December 21, 2010 at 7:05 am #711569
JanSParticipantICD9 coding is going the way of..whatever, me. ICD-10 is being enabled pretty soon, I hear. I am a helalthcare provider that accepts most insurances, and know that once some of these health care INSURANCE changes take place, it will affect me in more ways than one. I will roll with it. But.HEALTH CARE itself will remain the same as ever…at least it will with me…that’s not being reformed..and right now I believe that the implementation date is in 2014 for most of the insurance reforms, so Hooper… stick to what you know – engineering.
And, me on 28th..Medicare…the most efficient plan, along with VA, touted as the best that there is in this country…are both run by..guess what? The government, not private industry…go figure!

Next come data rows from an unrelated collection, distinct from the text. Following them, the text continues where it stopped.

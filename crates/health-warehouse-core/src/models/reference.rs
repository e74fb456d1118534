//! Static reference data: medications and diagnosis codes.

use serde::{Deserialize, Serialize};

/// A medication in the formulary.
#[derive(Debug, Clone, Serialize, Deserialize, PartialEq)]
pub struct Medication {
    /// Medication identity
    pub medication_id: i64,
    /// Unique, title-cased name
    pub medication_name: String,
    /// Therapeutic category, "Other" when not supplied
    pub medication_category: String,
}

/// An ICD-10 style diagnosis code.
#[derive(Debug, Clone, Serialize, Deserialize, PartialEq)]
pub struct DiagnosisCode {
    /// Canonical code (upper case, dotted), e.g. "E11.9"
    pub diagnosis_code: String,
    pub description: String,
    pub category: Option<String>,
}
//! Claim models.

use chrono::NaiveDate;
use serde::{Deserialize, Serialize};

/// Validated claim fields taken from the source.
#[derive(Debug, Clone, Serialize, Deserialize, PartialEq)]
pub struct ClaimAttributes {
    /// Claim identity
    pub claim_id: i64,
    pub patient_id: i64,
    pub provider_id: i64,
    /// Canonical diagnosis code; `None` when the claim carries no diagnosis
    pub diagnosis_code: Option<String>,
    /// Upper-cased procedure code
    pub procedure_code: Option<String>,
    pub admission_date: NaiveDate,
    pub discharge_date: Option<NaiveDate>,
    pub readmission_date: Option<NaiveDate>,
    /// Billed amount (> 0)
    pub cost: f64,
    /// Insurance type, "Unknown" when not supplied
    pub insurance_type: String,
}

/// Fields computed from [`ClaimAttributes`]; never read from input.
#[derive(Debug, Clone, Serialize, Deserialize, PartialEq)]
pub struct ClaimFeatures {
    /// Readmitted within the policy window after discharge
    pub readmission_flag: bool,
    /// Days from admission to discharge; `None` without a discharge date
    pub length_of_stay: Option<i64>,
    /// `None` without a discharge date
    pub cost_per_day: Option<f64>,
    pub cost_category: String,
    /// `None` without a discharge date
    pub los_category: Option<String>,
    pub admission_month: u32,
    pub admission_quarter: u32,
    pub admission_year: i32,
    /// English weekday name, e.g. "Monday"
    pub admission_day_of_week: String,
}

/// A claim fact row.
#[derive(Debug, Clone, Serialize, Deserialize, PartialEq)]
pub struct Claim {
    #[serde(flatten)]
    pub attributes: ClaimAttributes,
    #[serde(flatten)]
    pub features: ClaimFeatures,
}

impl Claim {
    pub fn id(&self) -> i64 {
        self.attributes.claim_id
    }
}
//! Value normalizer.
//!
//! Handles:
//! - Gender synonyms (M/F/1/0/U → Male/Female/Unknown)
//! - Diagnosis code canonical form (upper case, dotted)
//! - Title casing of names and places
//! - Zip code truncation

use std::collections::HashMap;

use crate::models::Gender;

/// Normalizer for free-text source values.
pub struct Normalizer {
    /// Upper-cased source token → gender
    genders: HashMap<&'static str, Gender>,
}

impl Default for Normalizer {
    fn default() -> Self {
        Self::new()
    }
}

impl Normalizer {
    pub fn new() -> Self {
        Self {
            genders: Self::default_genders(),
        }
    }

    /// Standardize a gender token. Blank is `Unknown`; unrecognised
    /// tokens are `None`.
    pub fn gender(&self, value: Option<&str>) -> Option<Gender> {
        match value {
            None => Some(Gender::Unknown),
            Some(v) => self.genders.get(v.trim().to_uppercase().as_str()).copied(),
        }
    }

    /// Canonical ICD-10 style code: upper case, only alphanumerics and
    /// dots, with a dot after the category when none was given.
    /// Returns `None` when nothing is left after cleaning.
    pub fn diagnosis_code(&self, code: &str) -> Option<String> {
        let mut canonical: String = code
            .trim()
            .to_uppercase()
            .chars()
            .filter(|c| c.is_ascii_alphanumeric() || *c == '.')
            .collect();

        let starts_alpha = canonical
            .chars()
            .next()
            .map_or(false, |c| c.is_ascii_alphabetic());
        if starts_alpha && !canonical.contains('.') && canonical.len() > 3 {
            canonical.insert(3, '.');
        }

        if canonical.is_empty() {
            None
        } else {
            Some(canonical)
        }
    }

    /// "st. mary's GENERAL" → "St. Mary'S General". A letter is upper
    /// cased when the previous character is not a letter.
    pub fn title_case(&self, value: &str) -> String {
        let mut out = String::with_capacity(value.len());
        let mut previous_alpha = false;
        for c in value.trim().chars() {
            if c.is_alphabetic() {
                if previous_alpha {
                    out.extend(c.to_lowercase());
                } else {
                    out.extend(c.to_uppercase());
                }
                previous_alpha = true;
            } else {
                out.push(c);
                previous_alpha = false;
            }
        }
        out
    }

    /// First five characters of a zip code ("02139-4307" → "02139").
    pub fn zip_code(&self, value: &str) -> String {
        value.trim().chars().take(5).collect()
    }

    /// Trimmed and upper-cased, for codes such as procedure codes and states.
    pub fn upper(&self, value: &str) -> String {
        value.trim().to_uppercase()
    }

    fn default_genders() -> HashMap<&'static str, Gender> {
        let mut map = HashMap::new();
        for token in ["M", "MALE", "1"] {
            map.insert(token, Gender::Male);
        }
        for token in ["F", "FEMALE", "0"] {
            map.insert(token, Gender::Female);
        }
        for token in ["U", "UNKNOWN"] {
            map.insert(token, Gender::Unknown);
        }
        map
    }
}

#[cfg(test)]
mod tests {
    use super::*;

    #[test]
    fn test_gender_synonyms() {
        let n = Normalizer::new();
        assert_eq!(n.gender(Some("m")), Some(Gender::Male));
        assert_eq!(n.gender(Some("Female")), Some(Gender::Female));
        assert_eq!(n.gender(Some("1")), Some(Gender::Male));
        assert_eq!(n.gender(Some("0")), Some(Gender::Female));
        assert_eq!(n.gender(Some("u")), Some(Gender::Unknown));
        assert_eq!(n.gender(None), Some(Gender::Unknown));
        assert_eq!(n.gender(Some("X")), None);
    }

    #[test]
    fn test_diagnosis_code_canonical() {
        let n = Normalizer::new();
        assert_eq!(n.diagnosis_code("e119").as_deref(), Some("E11.9"));
        assert_eq!(n.diagnosis_code(" I25.10 ").as_deref(), Some("I25.10"));
        assert_eq!(n.diagnosis_code("i2510").as_deref(), Some("I25.10"));
        assert_eq!(n.diagnosis_code("J45").as_deref(), Some("J45"));
        assert_eq!(n.diagnosis_code("E11-9").as_deref(), Some("E11.9"));
        assert_eq!(n.diagnosis_code("--"), None);
    }

    #[test]
    fn test_title_case() {
        let n = Normalizer::new();
        assert_eq!(n.title_case("massachusetts GENERAL hospital"), "Massachusetts General Hospital");
        assert_eq!(n.title_case("  new york "), "New York");
        assert_eq!(n.title_case("winston-salem"), "Winston-Salem");
    }

    #[test]
    fn test_zip_truncated() {
        let n = Normalizer::new();
        assert_eq!(n.zip_code("02139-4307"), "02139");
        assert_eq!(n.zip_code("123"), "123");
    }
}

December 21, 2010 at 1:58 pm #711570
redblackParticipanthooper: and you think the government is somehow at fault? because the insurance industry is screwing you over?
interesting.
it’s funny how you blame the entity that we, the people, can have some impact on. because we all know what happens when you try to complain to blue cross, huh?
December 24, 2010 at 7:15 pm #711571
hooper1961Memberthose of us using high deductible health insurance coupled with hsa’s are being screwed (it will cost us a lot more) by the health care reform
December 24, 2010 at 7:46 pm #711572
JanSParticipantso maybe you need to rethink your choices…nice that you have them…many of us don’t…
December 24, 2010 at 8:06 pm #711573
hooper1961Memberwhy the blank should i have to rethink my choice. i was perfectly satisfied with the choice i had; but do to the bitch murray (i have contacted her office numerous times to identify this flaw in the reform) i will have to pay a lot more and have less flexibility to use my hsa. how the blank is this fair?